▶ **Work order**: Count lines, not occurrences: report how many lines in the records hold the string "CancellationToken", and nothing else.

▶ **Listed entries**:
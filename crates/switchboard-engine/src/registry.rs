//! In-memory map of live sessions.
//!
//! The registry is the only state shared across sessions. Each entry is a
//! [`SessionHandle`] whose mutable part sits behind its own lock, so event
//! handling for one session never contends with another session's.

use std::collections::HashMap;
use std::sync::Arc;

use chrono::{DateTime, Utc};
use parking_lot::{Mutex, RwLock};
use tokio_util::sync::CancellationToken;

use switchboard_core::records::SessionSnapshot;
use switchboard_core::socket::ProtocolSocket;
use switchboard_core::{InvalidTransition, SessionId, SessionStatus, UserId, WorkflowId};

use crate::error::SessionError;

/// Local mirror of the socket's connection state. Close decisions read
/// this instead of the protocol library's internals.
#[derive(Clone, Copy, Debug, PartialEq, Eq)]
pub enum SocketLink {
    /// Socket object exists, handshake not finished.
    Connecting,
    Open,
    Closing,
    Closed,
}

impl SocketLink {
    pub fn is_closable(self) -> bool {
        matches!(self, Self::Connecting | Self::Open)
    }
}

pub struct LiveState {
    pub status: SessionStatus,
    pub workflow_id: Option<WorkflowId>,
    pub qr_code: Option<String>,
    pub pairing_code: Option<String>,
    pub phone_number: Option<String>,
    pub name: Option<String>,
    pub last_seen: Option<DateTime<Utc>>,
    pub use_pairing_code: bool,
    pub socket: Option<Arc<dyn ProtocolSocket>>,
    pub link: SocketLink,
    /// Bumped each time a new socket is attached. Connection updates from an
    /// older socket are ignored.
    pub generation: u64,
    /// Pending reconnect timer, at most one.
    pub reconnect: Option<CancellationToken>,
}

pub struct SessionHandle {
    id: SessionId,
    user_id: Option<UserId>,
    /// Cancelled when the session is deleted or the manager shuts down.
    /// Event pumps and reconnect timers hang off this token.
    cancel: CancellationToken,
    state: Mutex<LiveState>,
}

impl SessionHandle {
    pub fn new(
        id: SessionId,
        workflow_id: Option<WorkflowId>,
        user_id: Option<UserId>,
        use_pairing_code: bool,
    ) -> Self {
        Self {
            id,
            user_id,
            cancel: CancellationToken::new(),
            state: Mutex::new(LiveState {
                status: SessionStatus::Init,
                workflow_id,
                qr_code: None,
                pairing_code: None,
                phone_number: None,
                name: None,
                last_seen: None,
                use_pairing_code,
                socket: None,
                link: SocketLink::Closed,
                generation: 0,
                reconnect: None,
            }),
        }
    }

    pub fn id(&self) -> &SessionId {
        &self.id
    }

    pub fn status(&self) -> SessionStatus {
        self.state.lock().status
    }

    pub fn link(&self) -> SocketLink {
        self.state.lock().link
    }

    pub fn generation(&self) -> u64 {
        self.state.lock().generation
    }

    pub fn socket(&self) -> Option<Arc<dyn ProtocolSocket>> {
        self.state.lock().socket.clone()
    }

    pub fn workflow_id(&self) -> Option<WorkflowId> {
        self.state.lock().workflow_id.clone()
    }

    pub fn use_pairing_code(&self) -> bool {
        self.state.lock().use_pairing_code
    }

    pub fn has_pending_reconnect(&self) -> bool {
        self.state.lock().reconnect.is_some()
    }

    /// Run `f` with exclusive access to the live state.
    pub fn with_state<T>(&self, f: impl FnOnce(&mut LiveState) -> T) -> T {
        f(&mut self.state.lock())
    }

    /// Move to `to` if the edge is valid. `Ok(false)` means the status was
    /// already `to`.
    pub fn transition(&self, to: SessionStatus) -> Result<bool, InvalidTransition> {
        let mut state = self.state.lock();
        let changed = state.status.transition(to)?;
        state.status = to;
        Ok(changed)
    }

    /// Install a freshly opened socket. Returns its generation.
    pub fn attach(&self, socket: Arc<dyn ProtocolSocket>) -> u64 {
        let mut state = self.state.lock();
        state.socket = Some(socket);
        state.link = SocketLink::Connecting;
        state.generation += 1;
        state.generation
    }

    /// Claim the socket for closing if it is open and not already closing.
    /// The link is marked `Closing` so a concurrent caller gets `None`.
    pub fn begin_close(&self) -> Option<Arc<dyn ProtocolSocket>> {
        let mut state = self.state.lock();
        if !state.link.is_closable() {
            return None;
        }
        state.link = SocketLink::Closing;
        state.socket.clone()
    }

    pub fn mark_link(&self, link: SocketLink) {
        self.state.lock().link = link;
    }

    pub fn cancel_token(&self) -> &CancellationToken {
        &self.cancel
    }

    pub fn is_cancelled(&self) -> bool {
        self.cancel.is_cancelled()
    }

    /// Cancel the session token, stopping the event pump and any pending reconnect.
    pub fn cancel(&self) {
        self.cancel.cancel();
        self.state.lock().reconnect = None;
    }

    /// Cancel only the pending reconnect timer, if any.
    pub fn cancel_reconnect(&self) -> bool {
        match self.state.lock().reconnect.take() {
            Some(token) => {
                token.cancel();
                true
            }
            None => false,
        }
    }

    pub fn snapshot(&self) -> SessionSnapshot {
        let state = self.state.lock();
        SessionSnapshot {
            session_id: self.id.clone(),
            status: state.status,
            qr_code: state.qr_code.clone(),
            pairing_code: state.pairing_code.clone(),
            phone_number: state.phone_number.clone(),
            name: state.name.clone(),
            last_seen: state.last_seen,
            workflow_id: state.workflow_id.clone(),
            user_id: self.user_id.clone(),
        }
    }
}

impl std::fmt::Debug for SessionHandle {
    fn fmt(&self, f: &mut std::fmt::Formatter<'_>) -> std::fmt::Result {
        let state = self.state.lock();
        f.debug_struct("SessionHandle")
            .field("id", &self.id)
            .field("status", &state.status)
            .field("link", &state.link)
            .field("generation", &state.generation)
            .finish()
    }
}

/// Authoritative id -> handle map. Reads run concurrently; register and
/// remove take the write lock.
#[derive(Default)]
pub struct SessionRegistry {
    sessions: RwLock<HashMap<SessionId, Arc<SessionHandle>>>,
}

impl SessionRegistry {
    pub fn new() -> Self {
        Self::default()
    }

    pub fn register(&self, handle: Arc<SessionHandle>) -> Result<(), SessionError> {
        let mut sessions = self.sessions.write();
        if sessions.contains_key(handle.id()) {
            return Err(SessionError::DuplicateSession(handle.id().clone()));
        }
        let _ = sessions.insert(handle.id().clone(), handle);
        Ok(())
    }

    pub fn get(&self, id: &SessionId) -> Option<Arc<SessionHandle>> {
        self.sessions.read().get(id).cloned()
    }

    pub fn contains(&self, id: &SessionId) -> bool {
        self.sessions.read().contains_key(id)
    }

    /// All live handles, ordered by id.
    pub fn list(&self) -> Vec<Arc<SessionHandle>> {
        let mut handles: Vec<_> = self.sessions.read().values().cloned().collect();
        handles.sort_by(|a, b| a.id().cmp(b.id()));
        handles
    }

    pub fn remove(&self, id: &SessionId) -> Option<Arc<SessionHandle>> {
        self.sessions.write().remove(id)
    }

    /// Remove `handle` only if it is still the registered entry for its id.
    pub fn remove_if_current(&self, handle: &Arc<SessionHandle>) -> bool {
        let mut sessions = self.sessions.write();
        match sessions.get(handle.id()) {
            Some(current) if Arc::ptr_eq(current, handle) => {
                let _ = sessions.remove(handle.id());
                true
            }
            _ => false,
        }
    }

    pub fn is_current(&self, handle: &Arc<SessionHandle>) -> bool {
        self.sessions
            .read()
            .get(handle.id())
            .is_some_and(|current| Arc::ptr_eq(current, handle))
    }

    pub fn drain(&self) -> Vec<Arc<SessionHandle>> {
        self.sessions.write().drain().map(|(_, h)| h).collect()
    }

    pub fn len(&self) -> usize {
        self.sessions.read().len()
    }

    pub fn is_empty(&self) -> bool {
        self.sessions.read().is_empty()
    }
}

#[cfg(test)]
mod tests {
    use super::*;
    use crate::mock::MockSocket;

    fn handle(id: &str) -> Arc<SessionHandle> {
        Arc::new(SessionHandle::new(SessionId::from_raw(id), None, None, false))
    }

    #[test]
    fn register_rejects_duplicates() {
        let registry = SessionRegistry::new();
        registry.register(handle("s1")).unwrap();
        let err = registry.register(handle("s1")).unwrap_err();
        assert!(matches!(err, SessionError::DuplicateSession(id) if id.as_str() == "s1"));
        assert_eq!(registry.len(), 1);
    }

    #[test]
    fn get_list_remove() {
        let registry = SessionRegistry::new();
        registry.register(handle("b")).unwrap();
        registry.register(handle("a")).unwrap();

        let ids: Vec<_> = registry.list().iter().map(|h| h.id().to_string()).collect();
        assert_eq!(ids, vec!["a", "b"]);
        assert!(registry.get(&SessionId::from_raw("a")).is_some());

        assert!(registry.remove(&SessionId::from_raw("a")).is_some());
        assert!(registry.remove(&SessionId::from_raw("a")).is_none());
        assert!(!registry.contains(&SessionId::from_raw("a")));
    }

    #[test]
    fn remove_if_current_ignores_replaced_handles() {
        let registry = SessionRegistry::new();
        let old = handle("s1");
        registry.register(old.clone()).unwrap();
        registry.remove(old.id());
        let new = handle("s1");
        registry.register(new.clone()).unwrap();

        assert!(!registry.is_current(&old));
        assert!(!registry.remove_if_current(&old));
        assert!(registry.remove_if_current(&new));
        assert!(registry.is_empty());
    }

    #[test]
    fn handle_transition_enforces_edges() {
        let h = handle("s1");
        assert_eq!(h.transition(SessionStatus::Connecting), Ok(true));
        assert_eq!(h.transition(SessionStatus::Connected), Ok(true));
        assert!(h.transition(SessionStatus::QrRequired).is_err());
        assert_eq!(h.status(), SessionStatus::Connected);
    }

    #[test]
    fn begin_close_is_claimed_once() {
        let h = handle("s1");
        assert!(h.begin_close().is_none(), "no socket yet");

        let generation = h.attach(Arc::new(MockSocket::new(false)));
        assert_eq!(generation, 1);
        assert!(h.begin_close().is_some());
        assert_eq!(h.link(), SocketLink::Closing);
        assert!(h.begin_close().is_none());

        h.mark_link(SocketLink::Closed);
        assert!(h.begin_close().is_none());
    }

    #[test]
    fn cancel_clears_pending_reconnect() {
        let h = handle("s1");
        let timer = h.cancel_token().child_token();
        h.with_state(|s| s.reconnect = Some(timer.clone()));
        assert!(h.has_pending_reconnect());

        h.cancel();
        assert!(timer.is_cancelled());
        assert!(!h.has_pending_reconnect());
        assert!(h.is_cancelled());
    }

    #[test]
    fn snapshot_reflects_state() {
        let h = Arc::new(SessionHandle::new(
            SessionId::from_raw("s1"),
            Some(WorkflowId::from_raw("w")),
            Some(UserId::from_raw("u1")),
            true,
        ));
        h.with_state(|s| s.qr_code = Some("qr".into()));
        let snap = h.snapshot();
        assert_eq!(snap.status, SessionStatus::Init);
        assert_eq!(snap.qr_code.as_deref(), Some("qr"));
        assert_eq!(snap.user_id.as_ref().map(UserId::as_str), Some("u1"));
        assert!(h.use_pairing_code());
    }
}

▶ **Answer for the task**: 5